Each line in the entries below that holds the string "HistoryStrategy" must be copied.

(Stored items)
————————

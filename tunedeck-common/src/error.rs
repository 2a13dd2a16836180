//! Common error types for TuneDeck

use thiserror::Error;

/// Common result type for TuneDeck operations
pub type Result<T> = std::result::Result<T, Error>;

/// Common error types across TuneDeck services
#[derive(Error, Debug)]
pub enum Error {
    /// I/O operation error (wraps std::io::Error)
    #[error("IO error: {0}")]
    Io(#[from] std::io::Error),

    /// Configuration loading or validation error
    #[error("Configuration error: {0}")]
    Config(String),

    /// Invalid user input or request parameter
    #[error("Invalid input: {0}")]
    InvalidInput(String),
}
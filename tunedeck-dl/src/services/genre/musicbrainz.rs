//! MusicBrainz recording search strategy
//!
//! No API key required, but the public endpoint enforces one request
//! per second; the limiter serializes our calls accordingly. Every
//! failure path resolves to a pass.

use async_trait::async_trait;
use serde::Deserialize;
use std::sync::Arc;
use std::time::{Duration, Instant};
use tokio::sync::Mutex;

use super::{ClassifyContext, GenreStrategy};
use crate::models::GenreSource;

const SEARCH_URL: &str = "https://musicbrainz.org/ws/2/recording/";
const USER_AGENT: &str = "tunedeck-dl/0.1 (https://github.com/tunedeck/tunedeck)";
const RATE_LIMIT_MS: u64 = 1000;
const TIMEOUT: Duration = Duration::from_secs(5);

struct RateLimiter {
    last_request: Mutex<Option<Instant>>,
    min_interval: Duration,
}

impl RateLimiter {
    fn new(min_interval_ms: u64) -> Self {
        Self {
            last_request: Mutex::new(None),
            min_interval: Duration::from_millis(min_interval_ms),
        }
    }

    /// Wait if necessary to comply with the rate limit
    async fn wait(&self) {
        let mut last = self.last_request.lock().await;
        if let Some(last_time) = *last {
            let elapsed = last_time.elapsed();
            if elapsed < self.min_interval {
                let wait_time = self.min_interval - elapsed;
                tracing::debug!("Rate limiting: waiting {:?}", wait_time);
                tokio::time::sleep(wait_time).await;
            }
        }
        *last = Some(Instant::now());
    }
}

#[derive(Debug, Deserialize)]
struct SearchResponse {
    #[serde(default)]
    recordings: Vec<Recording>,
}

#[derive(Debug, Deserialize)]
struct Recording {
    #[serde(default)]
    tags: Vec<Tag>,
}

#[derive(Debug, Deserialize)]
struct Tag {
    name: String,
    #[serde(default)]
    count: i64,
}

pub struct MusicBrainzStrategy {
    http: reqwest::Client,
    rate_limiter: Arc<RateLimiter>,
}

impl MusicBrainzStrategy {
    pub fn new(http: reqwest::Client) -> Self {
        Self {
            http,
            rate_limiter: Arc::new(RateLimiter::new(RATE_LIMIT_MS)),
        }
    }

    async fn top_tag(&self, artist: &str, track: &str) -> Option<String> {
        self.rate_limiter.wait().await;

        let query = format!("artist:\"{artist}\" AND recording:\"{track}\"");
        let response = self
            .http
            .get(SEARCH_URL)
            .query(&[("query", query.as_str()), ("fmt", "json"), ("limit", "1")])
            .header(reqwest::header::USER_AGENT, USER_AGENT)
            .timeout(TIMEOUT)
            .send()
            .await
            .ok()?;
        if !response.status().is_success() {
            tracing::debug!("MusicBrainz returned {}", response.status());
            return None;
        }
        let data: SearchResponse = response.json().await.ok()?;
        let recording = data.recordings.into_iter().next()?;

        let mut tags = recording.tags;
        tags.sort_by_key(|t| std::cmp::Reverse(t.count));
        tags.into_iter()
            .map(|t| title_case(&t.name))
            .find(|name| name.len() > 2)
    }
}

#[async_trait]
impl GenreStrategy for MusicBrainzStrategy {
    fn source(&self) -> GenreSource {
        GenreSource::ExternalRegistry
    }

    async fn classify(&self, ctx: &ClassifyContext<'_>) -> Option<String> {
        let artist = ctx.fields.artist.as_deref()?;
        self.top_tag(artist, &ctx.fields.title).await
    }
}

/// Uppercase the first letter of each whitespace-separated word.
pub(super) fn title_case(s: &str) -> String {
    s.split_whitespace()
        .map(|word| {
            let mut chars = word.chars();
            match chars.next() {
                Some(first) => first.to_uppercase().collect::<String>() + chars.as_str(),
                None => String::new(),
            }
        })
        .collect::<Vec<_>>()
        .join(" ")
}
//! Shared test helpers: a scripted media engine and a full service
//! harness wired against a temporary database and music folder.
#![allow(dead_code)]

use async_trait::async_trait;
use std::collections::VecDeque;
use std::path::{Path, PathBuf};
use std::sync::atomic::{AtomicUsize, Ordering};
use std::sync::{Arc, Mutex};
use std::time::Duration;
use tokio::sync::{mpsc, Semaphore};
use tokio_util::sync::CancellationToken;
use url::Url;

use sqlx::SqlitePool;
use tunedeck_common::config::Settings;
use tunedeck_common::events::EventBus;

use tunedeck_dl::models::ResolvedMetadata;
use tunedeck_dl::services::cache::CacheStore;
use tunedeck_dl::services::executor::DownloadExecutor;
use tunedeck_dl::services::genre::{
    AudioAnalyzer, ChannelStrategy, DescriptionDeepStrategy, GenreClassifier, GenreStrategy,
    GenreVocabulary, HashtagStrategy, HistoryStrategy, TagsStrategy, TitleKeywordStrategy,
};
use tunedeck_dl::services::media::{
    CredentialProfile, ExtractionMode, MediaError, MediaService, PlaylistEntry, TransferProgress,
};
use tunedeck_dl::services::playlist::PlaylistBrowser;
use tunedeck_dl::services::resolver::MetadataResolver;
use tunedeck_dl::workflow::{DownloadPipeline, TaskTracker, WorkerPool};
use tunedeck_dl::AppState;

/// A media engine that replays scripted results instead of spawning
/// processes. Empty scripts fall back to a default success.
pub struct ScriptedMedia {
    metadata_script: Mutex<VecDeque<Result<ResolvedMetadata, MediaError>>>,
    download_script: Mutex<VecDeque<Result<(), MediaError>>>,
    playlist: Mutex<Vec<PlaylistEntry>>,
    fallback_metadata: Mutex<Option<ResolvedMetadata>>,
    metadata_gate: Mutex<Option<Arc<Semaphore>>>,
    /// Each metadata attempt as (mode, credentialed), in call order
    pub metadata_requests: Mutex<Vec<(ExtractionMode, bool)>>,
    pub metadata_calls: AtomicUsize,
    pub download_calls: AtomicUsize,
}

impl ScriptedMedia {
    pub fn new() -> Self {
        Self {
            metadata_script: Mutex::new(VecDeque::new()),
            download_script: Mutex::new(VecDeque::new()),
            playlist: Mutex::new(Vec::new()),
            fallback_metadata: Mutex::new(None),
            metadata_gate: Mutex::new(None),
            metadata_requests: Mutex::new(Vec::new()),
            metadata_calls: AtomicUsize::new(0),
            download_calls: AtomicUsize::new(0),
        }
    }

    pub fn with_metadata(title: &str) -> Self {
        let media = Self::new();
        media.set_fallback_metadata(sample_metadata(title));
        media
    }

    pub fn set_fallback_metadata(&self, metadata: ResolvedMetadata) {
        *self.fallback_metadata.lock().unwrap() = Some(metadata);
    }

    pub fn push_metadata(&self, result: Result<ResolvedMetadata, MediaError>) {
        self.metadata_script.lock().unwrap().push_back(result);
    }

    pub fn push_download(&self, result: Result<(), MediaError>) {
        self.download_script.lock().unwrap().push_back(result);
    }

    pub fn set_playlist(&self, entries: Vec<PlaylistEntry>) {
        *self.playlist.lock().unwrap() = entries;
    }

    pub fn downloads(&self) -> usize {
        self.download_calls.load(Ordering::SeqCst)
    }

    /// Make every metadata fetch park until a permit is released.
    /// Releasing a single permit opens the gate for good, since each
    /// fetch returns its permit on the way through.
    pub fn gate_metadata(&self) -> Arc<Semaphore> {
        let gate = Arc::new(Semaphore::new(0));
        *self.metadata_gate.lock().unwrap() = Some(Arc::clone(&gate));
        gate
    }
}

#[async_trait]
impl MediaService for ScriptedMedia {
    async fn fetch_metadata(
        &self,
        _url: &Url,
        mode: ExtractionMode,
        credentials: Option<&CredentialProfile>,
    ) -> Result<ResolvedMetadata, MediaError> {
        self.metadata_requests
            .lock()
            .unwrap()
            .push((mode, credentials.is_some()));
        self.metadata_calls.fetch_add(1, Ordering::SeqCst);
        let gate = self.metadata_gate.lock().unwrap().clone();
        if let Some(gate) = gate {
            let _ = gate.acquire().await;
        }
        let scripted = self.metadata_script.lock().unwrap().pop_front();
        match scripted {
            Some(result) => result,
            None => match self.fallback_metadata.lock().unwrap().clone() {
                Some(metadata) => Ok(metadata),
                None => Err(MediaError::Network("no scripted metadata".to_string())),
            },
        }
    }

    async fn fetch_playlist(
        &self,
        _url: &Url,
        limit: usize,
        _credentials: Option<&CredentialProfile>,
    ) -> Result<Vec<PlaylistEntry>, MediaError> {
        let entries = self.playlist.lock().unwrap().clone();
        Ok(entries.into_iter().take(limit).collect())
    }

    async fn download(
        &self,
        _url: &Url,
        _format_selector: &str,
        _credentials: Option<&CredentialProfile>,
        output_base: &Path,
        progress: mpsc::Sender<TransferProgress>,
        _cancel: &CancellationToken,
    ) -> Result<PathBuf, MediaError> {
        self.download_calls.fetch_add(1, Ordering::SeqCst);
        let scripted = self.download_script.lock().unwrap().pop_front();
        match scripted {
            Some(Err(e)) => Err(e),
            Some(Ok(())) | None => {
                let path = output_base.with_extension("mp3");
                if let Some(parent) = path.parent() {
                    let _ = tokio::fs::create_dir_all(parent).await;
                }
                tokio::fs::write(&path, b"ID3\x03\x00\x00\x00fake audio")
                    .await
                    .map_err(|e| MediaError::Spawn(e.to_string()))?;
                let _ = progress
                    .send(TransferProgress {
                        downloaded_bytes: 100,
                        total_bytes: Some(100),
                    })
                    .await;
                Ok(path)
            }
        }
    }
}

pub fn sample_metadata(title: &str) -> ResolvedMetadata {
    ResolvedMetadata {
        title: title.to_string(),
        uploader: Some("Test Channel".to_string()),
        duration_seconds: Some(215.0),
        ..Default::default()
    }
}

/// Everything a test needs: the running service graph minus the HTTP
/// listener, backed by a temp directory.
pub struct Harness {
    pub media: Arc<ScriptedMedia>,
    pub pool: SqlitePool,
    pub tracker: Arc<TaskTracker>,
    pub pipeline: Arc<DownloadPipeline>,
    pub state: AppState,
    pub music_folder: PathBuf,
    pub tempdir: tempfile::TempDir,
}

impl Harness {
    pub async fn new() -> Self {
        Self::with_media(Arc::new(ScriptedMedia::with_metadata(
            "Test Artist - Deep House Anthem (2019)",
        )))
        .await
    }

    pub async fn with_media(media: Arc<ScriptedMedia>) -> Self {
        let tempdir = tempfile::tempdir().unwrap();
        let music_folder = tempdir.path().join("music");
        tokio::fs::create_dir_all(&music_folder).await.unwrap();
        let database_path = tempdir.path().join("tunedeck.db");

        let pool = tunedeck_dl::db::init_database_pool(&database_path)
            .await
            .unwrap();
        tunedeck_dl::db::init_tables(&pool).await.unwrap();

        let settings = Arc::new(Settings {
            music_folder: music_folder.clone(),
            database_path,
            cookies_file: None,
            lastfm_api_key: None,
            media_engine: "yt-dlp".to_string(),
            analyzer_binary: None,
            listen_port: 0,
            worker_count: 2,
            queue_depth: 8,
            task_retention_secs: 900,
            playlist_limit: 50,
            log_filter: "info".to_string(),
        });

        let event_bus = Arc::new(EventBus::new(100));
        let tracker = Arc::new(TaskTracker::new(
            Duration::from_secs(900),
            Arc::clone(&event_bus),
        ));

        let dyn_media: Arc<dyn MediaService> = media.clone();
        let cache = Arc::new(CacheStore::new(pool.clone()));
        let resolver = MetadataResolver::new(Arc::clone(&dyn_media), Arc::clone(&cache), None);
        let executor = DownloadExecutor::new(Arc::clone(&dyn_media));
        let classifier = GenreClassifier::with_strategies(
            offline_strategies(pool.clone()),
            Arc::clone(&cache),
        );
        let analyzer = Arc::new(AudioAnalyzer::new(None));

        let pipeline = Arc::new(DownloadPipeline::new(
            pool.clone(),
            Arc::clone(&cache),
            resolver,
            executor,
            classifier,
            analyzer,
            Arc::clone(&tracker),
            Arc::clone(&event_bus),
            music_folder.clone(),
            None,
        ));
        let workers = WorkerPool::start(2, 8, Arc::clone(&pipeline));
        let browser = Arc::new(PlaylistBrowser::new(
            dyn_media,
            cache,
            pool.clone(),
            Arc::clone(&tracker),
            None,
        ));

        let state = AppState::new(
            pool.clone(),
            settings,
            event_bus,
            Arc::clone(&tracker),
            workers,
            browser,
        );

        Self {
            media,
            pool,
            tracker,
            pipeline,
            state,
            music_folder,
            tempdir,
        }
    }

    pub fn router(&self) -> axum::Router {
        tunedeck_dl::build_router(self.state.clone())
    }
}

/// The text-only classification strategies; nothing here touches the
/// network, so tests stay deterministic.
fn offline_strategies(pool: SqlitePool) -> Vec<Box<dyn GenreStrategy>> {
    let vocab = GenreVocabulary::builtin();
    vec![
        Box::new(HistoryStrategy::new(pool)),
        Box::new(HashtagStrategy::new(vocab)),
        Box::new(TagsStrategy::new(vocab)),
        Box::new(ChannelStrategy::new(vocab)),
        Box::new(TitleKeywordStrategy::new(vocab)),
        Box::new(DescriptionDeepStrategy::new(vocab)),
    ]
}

————————

- _Task result_:
    GenreVocabulary, HashtagStrategy, HistoryStrategy, TagsStrategy, TitleKeywordStrategy,
        Box::new(HistoryStrategy::new(pool)),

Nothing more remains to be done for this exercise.